**WHAT YOU HAVE TO DO**
Which of the lines below hold the word "anyhow"? Pull each of them out.

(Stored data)
# # # # # # #
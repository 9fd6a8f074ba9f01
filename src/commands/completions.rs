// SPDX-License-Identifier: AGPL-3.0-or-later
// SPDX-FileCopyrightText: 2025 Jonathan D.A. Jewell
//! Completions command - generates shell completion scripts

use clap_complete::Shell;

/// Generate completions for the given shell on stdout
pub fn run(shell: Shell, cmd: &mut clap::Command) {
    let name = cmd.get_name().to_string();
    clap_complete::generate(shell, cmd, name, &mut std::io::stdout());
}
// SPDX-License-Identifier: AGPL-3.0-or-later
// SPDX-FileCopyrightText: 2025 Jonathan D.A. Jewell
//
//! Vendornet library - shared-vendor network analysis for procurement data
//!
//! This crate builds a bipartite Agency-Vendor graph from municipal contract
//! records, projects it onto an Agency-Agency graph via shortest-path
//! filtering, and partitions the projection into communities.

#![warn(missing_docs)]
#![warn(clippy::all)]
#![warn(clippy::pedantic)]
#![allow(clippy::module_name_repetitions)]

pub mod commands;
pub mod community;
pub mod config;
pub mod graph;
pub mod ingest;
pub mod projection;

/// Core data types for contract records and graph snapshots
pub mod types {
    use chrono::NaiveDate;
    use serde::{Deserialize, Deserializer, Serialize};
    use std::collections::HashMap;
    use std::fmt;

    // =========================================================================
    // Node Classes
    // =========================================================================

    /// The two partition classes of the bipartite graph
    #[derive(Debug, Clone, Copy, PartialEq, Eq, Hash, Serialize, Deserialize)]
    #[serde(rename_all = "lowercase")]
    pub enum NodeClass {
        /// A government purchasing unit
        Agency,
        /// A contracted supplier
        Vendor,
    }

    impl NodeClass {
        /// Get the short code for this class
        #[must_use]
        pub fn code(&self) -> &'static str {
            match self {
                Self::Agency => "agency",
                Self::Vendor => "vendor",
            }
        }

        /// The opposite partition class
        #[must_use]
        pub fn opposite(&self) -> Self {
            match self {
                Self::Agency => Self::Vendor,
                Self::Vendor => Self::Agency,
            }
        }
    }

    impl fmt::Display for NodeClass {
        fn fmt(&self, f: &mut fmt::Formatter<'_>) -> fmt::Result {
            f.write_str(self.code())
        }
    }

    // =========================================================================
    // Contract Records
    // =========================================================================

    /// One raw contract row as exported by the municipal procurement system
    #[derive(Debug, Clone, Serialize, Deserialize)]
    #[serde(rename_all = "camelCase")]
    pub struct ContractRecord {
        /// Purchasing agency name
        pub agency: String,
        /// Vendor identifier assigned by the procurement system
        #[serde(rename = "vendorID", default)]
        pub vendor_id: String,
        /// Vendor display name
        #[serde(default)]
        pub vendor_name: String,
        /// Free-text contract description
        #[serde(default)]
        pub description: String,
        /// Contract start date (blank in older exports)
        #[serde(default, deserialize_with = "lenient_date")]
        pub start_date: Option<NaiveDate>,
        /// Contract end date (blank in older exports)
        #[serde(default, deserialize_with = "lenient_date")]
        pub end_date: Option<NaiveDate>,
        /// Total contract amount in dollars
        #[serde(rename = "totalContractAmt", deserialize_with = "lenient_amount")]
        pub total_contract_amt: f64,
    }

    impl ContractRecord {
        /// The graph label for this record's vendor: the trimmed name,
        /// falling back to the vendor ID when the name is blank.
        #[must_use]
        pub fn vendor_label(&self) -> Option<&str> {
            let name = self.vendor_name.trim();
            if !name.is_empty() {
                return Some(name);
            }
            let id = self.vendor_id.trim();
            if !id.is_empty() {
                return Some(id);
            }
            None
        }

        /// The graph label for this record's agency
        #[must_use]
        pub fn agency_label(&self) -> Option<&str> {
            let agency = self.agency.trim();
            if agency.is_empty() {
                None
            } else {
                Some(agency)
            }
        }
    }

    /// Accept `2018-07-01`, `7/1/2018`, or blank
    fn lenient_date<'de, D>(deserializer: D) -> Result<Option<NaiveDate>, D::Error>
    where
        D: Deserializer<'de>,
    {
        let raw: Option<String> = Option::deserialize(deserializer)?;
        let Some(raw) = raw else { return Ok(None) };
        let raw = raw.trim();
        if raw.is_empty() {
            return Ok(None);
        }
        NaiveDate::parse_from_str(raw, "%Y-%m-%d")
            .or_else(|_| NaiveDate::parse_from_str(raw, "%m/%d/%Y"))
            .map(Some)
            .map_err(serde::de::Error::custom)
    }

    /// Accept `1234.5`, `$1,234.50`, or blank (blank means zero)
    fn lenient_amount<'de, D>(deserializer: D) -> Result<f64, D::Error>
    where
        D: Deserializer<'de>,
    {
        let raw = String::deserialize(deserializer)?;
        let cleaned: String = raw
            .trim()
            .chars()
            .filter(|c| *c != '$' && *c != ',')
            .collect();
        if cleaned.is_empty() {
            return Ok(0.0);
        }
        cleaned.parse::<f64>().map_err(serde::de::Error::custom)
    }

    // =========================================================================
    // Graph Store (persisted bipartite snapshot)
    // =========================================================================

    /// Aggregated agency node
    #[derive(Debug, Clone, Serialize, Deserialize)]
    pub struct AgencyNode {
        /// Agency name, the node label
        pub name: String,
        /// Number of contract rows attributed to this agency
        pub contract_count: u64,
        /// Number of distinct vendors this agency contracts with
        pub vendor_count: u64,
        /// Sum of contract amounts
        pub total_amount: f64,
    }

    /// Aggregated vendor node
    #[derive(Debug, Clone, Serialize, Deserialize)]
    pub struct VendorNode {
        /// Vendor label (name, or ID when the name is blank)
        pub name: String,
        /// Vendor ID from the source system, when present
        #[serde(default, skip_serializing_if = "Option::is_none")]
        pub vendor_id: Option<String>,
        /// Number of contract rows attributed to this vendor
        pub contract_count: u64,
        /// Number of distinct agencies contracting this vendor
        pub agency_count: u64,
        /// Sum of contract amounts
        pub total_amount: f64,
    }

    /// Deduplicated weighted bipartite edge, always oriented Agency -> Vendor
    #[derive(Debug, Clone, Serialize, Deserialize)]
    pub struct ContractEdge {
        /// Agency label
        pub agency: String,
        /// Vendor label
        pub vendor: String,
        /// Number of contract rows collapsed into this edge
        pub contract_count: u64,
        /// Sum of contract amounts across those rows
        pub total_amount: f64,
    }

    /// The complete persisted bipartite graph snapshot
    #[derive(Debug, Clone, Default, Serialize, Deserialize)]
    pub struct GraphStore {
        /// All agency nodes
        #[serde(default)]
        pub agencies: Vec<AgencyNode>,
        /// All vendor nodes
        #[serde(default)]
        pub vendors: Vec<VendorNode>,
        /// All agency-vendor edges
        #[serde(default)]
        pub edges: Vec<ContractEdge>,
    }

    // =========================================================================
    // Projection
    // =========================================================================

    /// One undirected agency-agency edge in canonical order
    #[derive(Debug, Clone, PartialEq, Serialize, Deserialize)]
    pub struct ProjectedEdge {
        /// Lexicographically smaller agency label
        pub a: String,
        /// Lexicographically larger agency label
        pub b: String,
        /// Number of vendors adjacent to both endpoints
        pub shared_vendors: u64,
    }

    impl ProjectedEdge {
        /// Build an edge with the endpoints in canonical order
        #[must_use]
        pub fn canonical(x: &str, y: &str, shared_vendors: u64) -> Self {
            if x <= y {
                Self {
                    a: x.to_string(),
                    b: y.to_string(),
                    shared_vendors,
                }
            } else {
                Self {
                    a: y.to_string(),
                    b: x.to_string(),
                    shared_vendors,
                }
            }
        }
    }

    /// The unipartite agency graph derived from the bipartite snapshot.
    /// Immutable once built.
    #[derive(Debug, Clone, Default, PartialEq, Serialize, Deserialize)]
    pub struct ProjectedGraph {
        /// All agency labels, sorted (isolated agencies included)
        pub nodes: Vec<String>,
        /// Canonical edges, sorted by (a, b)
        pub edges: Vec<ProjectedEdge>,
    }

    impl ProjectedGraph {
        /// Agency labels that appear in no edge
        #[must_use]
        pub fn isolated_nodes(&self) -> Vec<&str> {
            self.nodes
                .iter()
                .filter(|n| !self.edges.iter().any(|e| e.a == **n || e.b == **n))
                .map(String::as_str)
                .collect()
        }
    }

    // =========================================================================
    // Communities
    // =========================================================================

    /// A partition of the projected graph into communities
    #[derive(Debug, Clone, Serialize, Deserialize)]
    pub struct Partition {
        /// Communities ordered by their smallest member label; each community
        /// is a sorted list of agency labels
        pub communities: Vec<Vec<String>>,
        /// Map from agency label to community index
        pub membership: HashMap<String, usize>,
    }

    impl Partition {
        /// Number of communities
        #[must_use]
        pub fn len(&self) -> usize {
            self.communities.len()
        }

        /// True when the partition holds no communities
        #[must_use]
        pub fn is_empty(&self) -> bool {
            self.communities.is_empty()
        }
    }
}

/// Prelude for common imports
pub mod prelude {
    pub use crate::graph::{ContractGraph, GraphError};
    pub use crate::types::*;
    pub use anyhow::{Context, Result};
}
# # # # # # #
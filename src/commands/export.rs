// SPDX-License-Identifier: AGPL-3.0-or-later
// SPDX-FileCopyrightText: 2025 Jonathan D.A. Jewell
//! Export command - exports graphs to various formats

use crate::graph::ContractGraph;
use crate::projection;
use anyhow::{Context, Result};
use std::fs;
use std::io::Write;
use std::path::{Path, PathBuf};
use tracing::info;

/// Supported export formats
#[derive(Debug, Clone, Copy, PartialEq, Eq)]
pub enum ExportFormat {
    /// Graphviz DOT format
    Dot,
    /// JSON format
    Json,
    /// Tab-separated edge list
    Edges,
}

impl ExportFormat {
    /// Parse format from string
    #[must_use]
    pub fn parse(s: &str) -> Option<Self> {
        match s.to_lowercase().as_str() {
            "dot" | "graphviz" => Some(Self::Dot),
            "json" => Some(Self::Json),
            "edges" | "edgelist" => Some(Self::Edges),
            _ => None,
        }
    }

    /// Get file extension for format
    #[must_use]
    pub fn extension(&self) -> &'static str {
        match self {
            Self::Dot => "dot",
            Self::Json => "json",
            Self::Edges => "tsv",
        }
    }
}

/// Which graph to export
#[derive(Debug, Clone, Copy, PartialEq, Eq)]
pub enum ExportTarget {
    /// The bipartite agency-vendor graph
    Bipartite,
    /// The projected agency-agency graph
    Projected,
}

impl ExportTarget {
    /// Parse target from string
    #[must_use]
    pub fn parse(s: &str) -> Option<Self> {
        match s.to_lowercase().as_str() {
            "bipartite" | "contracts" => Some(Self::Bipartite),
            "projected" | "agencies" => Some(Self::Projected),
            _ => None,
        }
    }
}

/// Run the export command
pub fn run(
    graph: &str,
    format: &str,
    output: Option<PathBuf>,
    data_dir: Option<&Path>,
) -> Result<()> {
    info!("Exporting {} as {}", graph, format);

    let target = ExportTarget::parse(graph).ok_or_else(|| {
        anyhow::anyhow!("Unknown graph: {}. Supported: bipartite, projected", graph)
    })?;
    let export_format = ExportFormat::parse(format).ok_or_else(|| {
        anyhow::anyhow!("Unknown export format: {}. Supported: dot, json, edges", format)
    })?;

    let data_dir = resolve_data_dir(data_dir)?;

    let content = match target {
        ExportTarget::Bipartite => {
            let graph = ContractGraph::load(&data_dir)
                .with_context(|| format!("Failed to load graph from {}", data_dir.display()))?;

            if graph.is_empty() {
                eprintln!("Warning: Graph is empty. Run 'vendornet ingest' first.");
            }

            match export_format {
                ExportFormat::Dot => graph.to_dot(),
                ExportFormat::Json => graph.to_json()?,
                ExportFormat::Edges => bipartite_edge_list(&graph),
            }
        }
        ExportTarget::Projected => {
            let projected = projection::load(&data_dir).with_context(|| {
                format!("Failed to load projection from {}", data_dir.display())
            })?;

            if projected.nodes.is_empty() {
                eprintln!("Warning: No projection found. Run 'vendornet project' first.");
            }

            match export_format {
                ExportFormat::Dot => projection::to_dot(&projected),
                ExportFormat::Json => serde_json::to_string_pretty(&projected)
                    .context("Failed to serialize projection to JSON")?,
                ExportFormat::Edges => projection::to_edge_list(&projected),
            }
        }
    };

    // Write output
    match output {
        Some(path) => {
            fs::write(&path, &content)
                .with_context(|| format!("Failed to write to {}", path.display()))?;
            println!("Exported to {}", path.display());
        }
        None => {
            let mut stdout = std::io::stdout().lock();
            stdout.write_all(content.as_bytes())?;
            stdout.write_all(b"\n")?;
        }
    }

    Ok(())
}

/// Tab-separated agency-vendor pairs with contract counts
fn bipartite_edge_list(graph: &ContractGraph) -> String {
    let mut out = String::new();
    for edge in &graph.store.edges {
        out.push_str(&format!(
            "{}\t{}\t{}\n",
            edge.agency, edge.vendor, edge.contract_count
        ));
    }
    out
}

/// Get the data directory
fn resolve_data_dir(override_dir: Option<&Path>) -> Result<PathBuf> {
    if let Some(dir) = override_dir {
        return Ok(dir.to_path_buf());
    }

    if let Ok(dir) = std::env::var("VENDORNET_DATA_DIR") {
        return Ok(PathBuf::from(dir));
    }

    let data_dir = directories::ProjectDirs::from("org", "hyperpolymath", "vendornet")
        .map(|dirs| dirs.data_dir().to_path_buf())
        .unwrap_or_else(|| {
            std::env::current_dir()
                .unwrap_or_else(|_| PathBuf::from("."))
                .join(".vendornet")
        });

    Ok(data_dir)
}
# # # # # # #
**RESPONSE AREA**
    pub use anyhow::{Context, Result};
use anyhow::{Context, Result};
        anyhow::anyhow!("Unknown graph: {}. Supported: bipartite, projected", graph)
        anyhow::anyhow!("Unknown export format: {}. Supported: dot, json, edges", format)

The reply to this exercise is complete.